Segment Start: PROVIDED RECORDS

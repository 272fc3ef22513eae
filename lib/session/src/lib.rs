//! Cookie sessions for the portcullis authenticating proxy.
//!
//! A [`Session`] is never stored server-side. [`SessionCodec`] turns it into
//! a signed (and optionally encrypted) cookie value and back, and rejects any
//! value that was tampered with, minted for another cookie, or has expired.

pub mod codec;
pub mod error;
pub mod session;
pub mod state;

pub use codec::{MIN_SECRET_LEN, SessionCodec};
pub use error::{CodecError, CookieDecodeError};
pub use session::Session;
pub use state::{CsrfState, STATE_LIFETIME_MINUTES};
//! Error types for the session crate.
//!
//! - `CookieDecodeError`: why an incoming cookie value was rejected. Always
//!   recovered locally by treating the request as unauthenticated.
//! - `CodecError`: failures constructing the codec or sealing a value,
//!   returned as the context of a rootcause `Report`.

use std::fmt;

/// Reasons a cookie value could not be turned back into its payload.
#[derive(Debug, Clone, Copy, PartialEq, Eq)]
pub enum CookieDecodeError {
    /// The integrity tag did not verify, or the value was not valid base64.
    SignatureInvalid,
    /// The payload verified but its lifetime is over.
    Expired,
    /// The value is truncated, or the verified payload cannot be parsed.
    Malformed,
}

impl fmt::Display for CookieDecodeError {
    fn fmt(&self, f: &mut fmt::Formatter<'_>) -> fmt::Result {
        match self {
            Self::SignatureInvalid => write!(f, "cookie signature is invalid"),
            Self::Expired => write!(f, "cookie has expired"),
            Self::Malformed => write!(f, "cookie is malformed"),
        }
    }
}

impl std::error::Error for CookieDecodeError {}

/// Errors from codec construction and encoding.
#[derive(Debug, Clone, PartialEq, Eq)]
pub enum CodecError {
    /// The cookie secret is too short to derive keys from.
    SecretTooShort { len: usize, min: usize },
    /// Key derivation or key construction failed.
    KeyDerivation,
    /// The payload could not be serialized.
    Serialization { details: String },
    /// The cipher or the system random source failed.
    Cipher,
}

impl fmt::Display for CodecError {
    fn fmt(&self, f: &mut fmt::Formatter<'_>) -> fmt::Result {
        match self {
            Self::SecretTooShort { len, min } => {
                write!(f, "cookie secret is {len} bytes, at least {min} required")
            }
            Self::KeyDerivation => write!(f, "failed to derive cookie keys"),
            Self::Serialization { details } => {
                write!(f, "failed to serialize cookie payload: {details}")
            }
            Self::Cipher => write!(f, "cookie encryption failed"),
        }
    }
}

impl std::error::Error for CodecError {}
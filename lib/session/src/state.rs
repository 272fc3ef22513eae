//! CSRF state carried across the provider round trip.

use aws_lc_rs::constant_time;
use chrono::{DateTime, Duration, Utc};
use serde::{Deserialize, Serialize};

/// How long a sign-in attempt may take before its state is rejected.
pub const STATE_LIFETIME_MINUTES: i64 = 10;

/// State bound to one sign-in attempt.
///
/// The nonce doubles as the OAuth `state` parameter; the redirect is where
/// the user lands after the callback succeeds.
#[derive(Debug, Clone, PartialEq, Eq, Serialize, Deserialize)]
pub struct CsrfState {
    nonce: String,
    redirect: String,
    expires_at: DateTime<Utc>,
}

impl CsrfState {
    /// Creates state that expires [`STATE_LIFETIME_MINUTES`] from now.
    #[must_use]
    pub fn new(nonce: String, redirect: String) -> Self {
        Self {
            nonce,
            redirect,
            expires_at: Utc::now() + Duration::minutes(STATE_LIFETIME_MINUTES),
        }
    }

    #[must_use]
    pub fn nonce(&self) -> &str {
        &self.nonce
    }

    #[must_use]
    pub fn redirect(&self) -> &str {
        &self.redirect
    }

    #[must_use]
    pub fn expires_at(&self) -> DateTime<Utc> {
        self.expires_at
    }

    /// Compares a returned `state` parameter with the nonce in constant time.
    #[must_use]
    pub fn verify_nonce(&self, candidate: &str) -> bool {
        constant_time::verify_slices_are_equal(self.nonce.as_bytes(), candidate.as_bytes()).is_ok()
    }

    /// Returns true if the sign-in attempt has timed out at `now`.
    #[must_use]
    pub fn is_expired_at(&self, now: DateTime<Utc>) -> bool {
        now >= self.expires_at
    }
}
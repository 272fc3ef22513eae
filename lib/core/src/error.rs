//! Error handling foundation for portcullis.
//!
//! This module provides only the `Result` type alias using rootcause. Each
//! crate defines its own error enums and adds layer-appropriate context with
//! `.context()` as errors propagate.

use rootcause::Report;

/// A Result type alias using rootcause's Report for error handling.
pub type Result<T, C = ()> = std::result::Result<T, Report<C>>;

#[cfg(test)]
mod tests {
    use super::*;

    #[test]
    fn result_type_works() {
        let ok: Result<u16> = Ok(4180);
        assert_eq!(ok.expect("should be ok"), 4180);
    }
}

Segment End: PROVIDED RECORDS

DIRECTIONS FOR THIS TASK:
In this exercise, the data above is to be printed exactly.

TASK ANSWER:
repository 272fc3ef22513eae
filename lib/session/src/lib.rs
//! Cookie sessions for the portcullis authenticating proxy.
//!
//! A [`Session`] is never stored server-side. [`SessionCodec`] turns it into
//! a signed (and optionally encrypted) cookie value and back, and rejects any
//! value that was tampered with, minted for another cookie, or has expired.

pub mod codec;
pub mod error;
pub mod session;
pub mod state;

pub use codec::{MIN_SECRET_LEN, SessionCodec};
pub use error::{CodecError, CookieDecodeError};
pub use session::Session;
pub use state::{CsrfState, STATE_LIFETIME_MINUTES};
//! Error types for the session crate.
//!
//! - `CookieDecodeError`: why an incoming cookie value was rejected. Always
//!   recovered locally by treating the request as unauthenticated.
//! - `CodecError`: failures constructing the codec or sealing a value,
//!   returned as the context of a rootcause `Report`.

use std::fmt;

/// Reasons a cookie value could not be turned back into its payload.
#[derive(Debug, Clone, Copy, PartialEq, Eq)]
pub enum CookieDecodeError {
    /// The integrity tag did not verify, or the value was not valid base64.
    SignatureInvalid,
    /// The payload verified but its lifetime is over.
    Expired,
    /// The value is truncated, or the verified payload cannot be parsed.
    Malformed,
}

impl fmt::Display for CookieDecodeError {
    fn fmt(&self, f: &mut fmt::Formatter<'_>) -> fmt::Result {
        match self {
            Self::SignatureInvalid => write!(f, "cookie signature is invalid"),
            Self::Expired => write!(f, "cookie has expired"),
            Self::Malformed => write!(f, "cookie is malformed"),
        }
    }
}

impl std::error::Error for CookieDecodeError {}

/// Errors from codec construction and encoding.
#[derive(Debug, Clone, PartialEq, Eq)]
pub enum CodecError {
    /// The cookie secret is too short to derive keys from.
    SecretTooShort { len: usize, min: usize },
    /// Key derivation or key construction failed.
    KeyDerivation,
    /// The payload could not be serialized.
    Serialization { details: String },
    /// The cipher or the system random source failed.
    Cipher,
}

impl fmt::Display for CodecError {
    fn fmt(&self, f: &mut fmt::Formatter<'_>) -> fmt::Result {
        match self {
            Self::SecretTooShort { len, min } => {
                write!(f, "cookie secret is {len} bytes, at least {min} required")
            }
            Self::KeyDerivation => write!(f, "failed to derive cookie keys"),
            Self::Serialization { details } => {
                write!(f, "failed to serialize cookie payload: {details}")
            }
            Self::Cipher => write!(f, "cookie encryption failed"),
        }
    }
}

impl std::error::Error for CodecError {}
filename lib/session/src/state.rs
repository 272fc3ef22513eae
//! CSRF state carried across the provider round trip.

use aws_lc_rs::constant_time;
use chrono::{DateTime, Duration, Utc};
use serde::{Deserialize, Serialize};

/// How long a sign-in attempt may take before its state is rejected.
pub const STATE_LIFETIME_MINUTES: i64 = 10;

/// State bound to one sign-in attempt.
///
/// The nonce doubles as the OAuth `state` parameter; the redirect is where
/// the user lands after the callback succeeds.
#[derive(Debug, Clone, PartialEq, Eq, Serialize, Deserialize)]
pub struct CsrfState {
    nonce: String,
    redirect: String,
    expires_at: DateTime<Utc>,
}

impl CsrfState {
    /// Creates state that expires [`STATE_LIFETIME_MINUTES`] from now.
    #[must_use]
    pub fn new(nonce: String, redirect: String) -> Self {
        Self {
            nonce,
            redirect,
            expires_at: Utc::now() + Duration::minutes(STATE_LIFETIME_MINUTES),
        }
    }

    #[must_use]
    pub fn nonce(&self) -> &str {
        &self.nonce
    }

    #[must_use]
    pub fn redirect(&self) -> &str {
        &self.redirect
    }

    #[must_use]
    pub fn expires_at(&self) -> DateTime<Utc> {
        self.expires_at
    }

    /// Compares a returned `state` parameter with the nonce in constant time.
    #[must_use]
    pub fn verify_nonce(&self, candidate: &str) -> bool {
        constant_time::verify_slices_are_equal(self.nonce.as_bytes(), candidate.as_bytes()).is_ok()
    }

    /// Returns true if the sign-in attempt has timed out at `now`.
    #[must_use]
    pub fn is_expired_at(&self, now: DateTime<Utc>) -> bool {
        now >= self.expires_at
    }
}
repository 272fc3ef22513eae
filename lib/core/src/error.rs
//! Error handling foundation for portcullis.
//!
//! This module provides only the `Result` type alias using rootcause. Each
//! crate defines its own error enums and adds layer-appropriate context with
//! `.context()` as errors propagate.

use rootcause::Report;

/// A Result type alias using rootcause's Report for error handling.
pub type Result<T, C = ()> = std::result::Result<T, Report<C>>;

#[cfg(test)]
mod tests {
    use super::*;

    #[test]
    fn result_type_works() {
        let ok: Result<u16> = Ok(4180);
        assert_eq!(ok.expect("should be ok"), 4180);
    }
}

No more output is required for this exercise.